Another major hurdle is the question of regulation, which is completely reliant on the stance of governments towards cryptocurrencies. The challenges that impede the rapid adoption of tokenized assets include risks associated with cryptocurrency fraud and the lack of clear guidelines that would define such assets in many jurisdictions. Should universal guidelines be introduced, they would launch a truly global scale of real-world asset tokenization on both the institutional and retail investor levels. However, at present, this prospect is distant at best, and most investors will have to contend with either localized investments in real-world assets, or deal with risk management.
The Future of Tokenization
Almost anything can be tokenized, ranging from real estate and commodities to agricultural goods and merchandise. This opens up vast opportunities for businesses to sell their products and services in the Web3 domain to a completely new audience of investors. The progress already being made in the United States on the legislative level aimed at recognizing the status of tokenized assets means that adoption is sure to accelerate.

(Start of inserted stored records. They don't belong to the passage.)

//! OpenAI-compatible provider implementation.
//!
//! Works with OpenAI, Azure OpenAI, and any endpoint exposing the
//! `/chat/completions` dialect (Ollama, vLLM, OpenRouter, ...).
//!
//! Before a request goes on the wire it is reshaped for the target model
//! (see [`ModelRegistry`]): temperature is dropped for reasoning models,
//! the generation limit is sent under the field name the model expects,
//! and tool definitions are withheld from models that cannot call them.

use crate::capabilities::ModelRegistry;
use async_trait::async_trait;
use opsclaw_core::error::ProviderError;
use opsclaw_core::message::{Message, MessageToolCall, Role};
use opsclaw_core::provider::*;
use serde::{Deserialize, Serialize};
use tracing::{debug, warn};

const DEFAULT_AZURE_API_VERSION: &str = "2024-10-21";

/// How requests are addressed and authenticated.
#[derive(Debug, Clone, PartialEq, Eq)]
pub enum Dialect {
    /// `{base}/chat/completions` with a bearer token
    OpenAi,
    /// `{endpoint}/openai/deployments/{model}/chat/completions?api-version=..`
    /// with an `api-key` header
    Azure { api_version: String },
}

/// An OpenAI-compatible model backend.
pub struct OpenAiCompatProvider {
    name: String,
    base_url: String,
    api_key: String,
    dialect: Dialect,
    registry: ModelRegistry,
    client: reqwest::Client,
}

impl OpenAiCompatProvider {
    /// Create a new OpenAI-compatible provider.
    pub fn new(
        name: impl Into<String>,
        base_url: impl Into<String>,
        api_key: impl Into<String>,
    ) -> Self {
        let client = reqwest::Client::builder()
            .timeout(std::time::Duration::from_secs(120))
            .build()
            .unwrap_or_else(|_| reqwest::Client::new());

        Self {
            name: name.into(),
            base_url: base_url.into().trim_end_matches('/').to_string(),
            api_key: api_key.into(),
            dialect: Dialect::OpenAi,
            registry: ModelRegistry::new(),
            client,
        }
    }

    /// Create an OpenAI provider (convenience constructor).
    pub fn openai(api_key: impl Into<String>) -> Self {
        Self::new("openai", "https://api.openai.com/v1", api_key)
    }

    /// Create an Azure OpenAI provider. `endpoint` is the resource URL,
    /// e.g. `https://my-resource.openai.azure.com`.
    pub fn azure(
        name: impl Into<String>,
        endpoint: impl Into<String>,
        api_key: impl Into<String>,
        api_version: Option<String>,
    ) -> Self {
        let mut provider = Self::new(name, endpoint, api_key);
        provider.dialect = Dialect::Azure {
            api_version: api_version.unwrap_or_else(|| DEFAULT_AZURE_API_VERSION.to_string()),
        };
        provider
    }

    /// Replace the capability registry (for config overrides).
    pub fn with_registry(mut self, registry: ModelRegistry) -> Self {
        self.registry = registry;
        self
    }

    pub fn dialect(&self) -> &Dialect {
        &self.dialect
    }

    fn completions_url(&self, model: &str) -> String {
        match &self.dialect {
            Dialect::OpenAi => format!("{}/chat/completions", self.base_url),
            Dialect::Azure { api_version } => format!(
                "{}/openai/deployments/{}/chat/completions?api-version={}",
                self.base_url, model, api_version
            ),
        }
    }

    fn authorize(&self, builder: reqwest::RequestBuilder) -> reqwest::RequestBuilder {
        match self.dialect {
            Dialect::OpenAi => builder.header("Authorization", format!("Bearer {}", self.api_key)),
            Dialect::Azure { .. } => builder.header("api-key", &self.api_key),
        }
    }

    /// Render the JSON body for a negotiated request.
    fn build_body(negotiated: &NegotiatedRequest) -> serde_json::Value {
        let request = &negotiated.request;
        let mut body = serde_json::json!({
            "model": request.model,
            "messages": Self::to_api_messages(&request.messages),
            "stream": false,
        });

        if let Some(temperature) = request.temperature {
            body["temperature"] = serde_json::json!(temperature);
        }

        if let Some(max_tokens) = request.max_tokens {
            body[negotiated.token_limit_field] = serde_json::json!(max_tokens);
        }

        if !request.tools.is_empty() {
            body["tools"] = serde_json::json!(Self::to_api_tools(&request.tools));
        }

        if let Some(parallel) = negotiated.parallel_tool_calls {
            body["parallel_tool_calls"] = serde_json::json!(parallel);
        }

        body
    }

    /// Convert our Message types to OpenAI API format.
    fn to_api_messages(messages: &[Message]) -> Vec<ApiMessage> {
        messages
            .iter()
            .map(|m| ApiMessage {
                role: m.role.as_str().to_string(),
                content: if m.role == Role::Assistant && m.content.is_empty() && !m.tool_calls.is_empty() {
                    None
                } else {
                    Some(m.content.clone())
                },
                tool_calls: if m.tool_calls.is_empty() {
                    None
                } else {
                    Some(
                        m.tool_calls
                            .iter()
                            .map(|tc| ApiToolCall {
                                id: tc.id.clone(),
                                r#type: "function".into(),
                                function: ApiFunction {
                                    name: tc.name.clone(),
                                    arguments: tc.arguments.clone(),
                                },
                            })
                            .collect(),
                    )
                },
                tool_call_id: m.tool_call_id.clone(),
            })
            .collect()
    }

    /// Convert tool definitions to OpenAI API format.
    fn to_api_tools(tools: &[ToolDefinition]) -> Vec<ApiToolDefinition> {
        tools
            .iter()
            .map(|t| ApiToolDefinition {
                r#type: "function".into(),
                function: ApiToolFunction {
                    name: t.name.clone(),
                    description: t.description.clone(),
                    parameters: t.parameters.clone(),
                },
            })
            .collect()
    }

    fn parse_response(api_response: ApiResponse) -> Result<ProviderResponse, ProviderError> {
        let choice = api_response
            .choices
            .into_iter()
            .next()
            .ok_or_else(|| ProviderError::ApiError {
                status_code: 200,
                message: "No choices in response".into(),
            })?;

        let tool_calls: Vec<MessageToolCall> = choice
            .message
            .tool_calls
            .unwrap_or_default()
            .into_iter()
            .map(|tc| MessageToolCall {
                id: tc.id,
                name: tc.function.name,
                arguments: tc.function.arguments,
            })
            .collect();

        let usage = api_response
            .usage
            .map(|u| Usage {
                prompt_tokens: u.prompt_tokens,
                completion_tokens: u.completion_tokens,
                total_tokens: u.total_tokens,
            })
            .unwrap_or_default();

        Ok(ProviderResponse {
            content: choice.message.content.filter(|c| !c.is_empty()),
            tool_calls,
            usage,
            model: api_response.model,
            finish_reason: FinishReason::from_api(choice.finish_reason.as_deref()),
        })
    }
}

fn network_error(e: reqwest::Error) -> ProviderError {
    if e.is_timeout() {
        ProviderError::Timeout(e.to_string())
    } else {
        ProviderError::Network(e.to_string())
    }
}

#[async_trait]
impl Provider for OpenAiCompatProvider {
    fn name(&self) -> &str {
        &self.name
    }

    fn capabilities(&self, model: &str) -> ModelCapabilities {
        self.registry.lookup(model)
    }

    async fn complete(
        &self,
        request: ProviderRequest,
    ) -> std::result::Result<ProviderResponse, ProviderError> {
        let url = self.completions_url(&request.model);
        let negotiated = self.capabilities(&request.model).negotiate(request);
        if !negotiated.dropped.is_empty() {
            debug!(
                provider = %self.name,
                model = %negotiated.request.model,
                dropped = ?negotiated.dropped,
                "Dropped unsupported request parameters"
            );
        }
        let body = Self::build_body(&negotiated);

        debug!(provider = %self.name, model = %negotiated.request.model, "Sending completion request");

        let response = self
            .authorize(self.client.post(&url))
            .header("Content-Type", "application/json")
            .json(&body)
            .send()
            .await
            .map_err(network_error)?;

        let status = response.status().as_u16();

        if status == 429 {
            let retry_after_secs = response
                .headers()
                .get("retry-after")
                .and_then(|v| v.to_str().ok())
                .and_then(|v| v.parse().ok())
                .unwrap_or(5);
            return Err(ProviderError::RateLimited { retry_after_secs });
        }

        if status == 401 || status == 403 {
            return Err(ProviderError::AuthenticationFailed(
                "Invalid API key or insufficient permissions".into(),
            ));
        }

        if status == 404 {
            return Err(ProviderError::ModelNotFound(negotiated.request.model));
        }

        if status != 200 {
            let error_body = response.text().await.unwrap_or_default();
            warn!(status, body = %error_body, "Provider returned error");
            return Err(ProviderError::ApiError {
                status_code: status,
                message: error_body,
            });
        }

        let api_response: ApiResponse =
            response.json().await.map_err(|e| ProviderError::ApiError {
                status_code: 200,
                message: format!("Failed to parse response: {e}"),
            })?;

        Self::parse_response(api_response)
    }

    async fn health_check(&self) -> std::result::Result<bool, ProviderError> {
        if matches!(self.dialect, Dialect::Azure { .. }) {
            // Azure exposes no cheap unauthenticated listing per deployment
            return Ok(!self.api_key.is_empty());
        }
        let url = format!("{}/models", self.base_url);
        let response = self
            .authorize(self.client.get(&url))
            .send()
            .await
            .map_err(network_error)?;

        Ok(response.status().is_success())
    }
}

// --- OpenAI API types (internal) ---

#[derive(Debug, Serialize, Deserialize)]
struct ApiMessage {
    role: String,
    #[serde(default, skip_serializing_if = "Option::is_none")]
    content: Option<String>,
    #[serde(default, skip_serializing_if = "Option::is_none")]
    tool_calls: Option<Vec<ApiToolCall>>,
    #[serde(default, skip_serializing_if = "Option::is_none")]
    tool_call_id: Option<String>,
}

#[derive(Debug, Serialize, Deserialize)]
struct ApiToolCall {
    id: String,
    r#type: String,
    function: ApiFunction,
}

#[derive(Debug, Serialize, Deserialize)]
struct ApiFunction {
    name: String,
    arguments: String,
}

#[derive(Debug, Serialize, Deserialize)]
struct ApiToolDefinition {
    r#type: String,
    function: ApiToolFunction,
}

#[derive(Debug, Serialize, Deserialize)]
struct ApiToolFunction {
    name: String,
    description: String,
    parameters: serde_json::Value,
}

#[derive(Debug, Deserialize)]
struct ApiResponse {
    #[serde(default)]
    model: String,
    choices: Vec<ApiChoice>,
    usage: Option<ApiUsage>,
}

#[derive(Debug, Deserialize)]
struct ApiChoice {
    message: ApiMessage,
    #[serde(default)]
    finish_reason: Option<String>,
}

#[derive(Debug, Deserialize)]
struct ApiUsage {
    prompt_tokens: u32,
    completion_tokens: u32,
    total_tokens: u32,
}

Available forecasts provide valuable insights into the future of tokenized real-world assets, which are currently valued at $300 billion. Projections until 2030 indicate that the market could grow to as much as $10 trillion, according to Roland Berger, a 40x increase of the present value in 2023. The same analysts state that such estimates are conservative and based on current bearish market statistics. Should the market grow in light of the resolution of global conflicts and the lifting of restrictions, we could witness a significant boost in investments directed at real-world tokenization instruments.
Whatever the commodity or digital instrument, the blockchain can digitize it and make it available for sale. Though such an outlook makes the blockchain seem more like a huge marketplace, rather than a technology capable of being applied in many real-world industries, the fact is that Web3 is the future of real-world industries and the blockchain is its basis.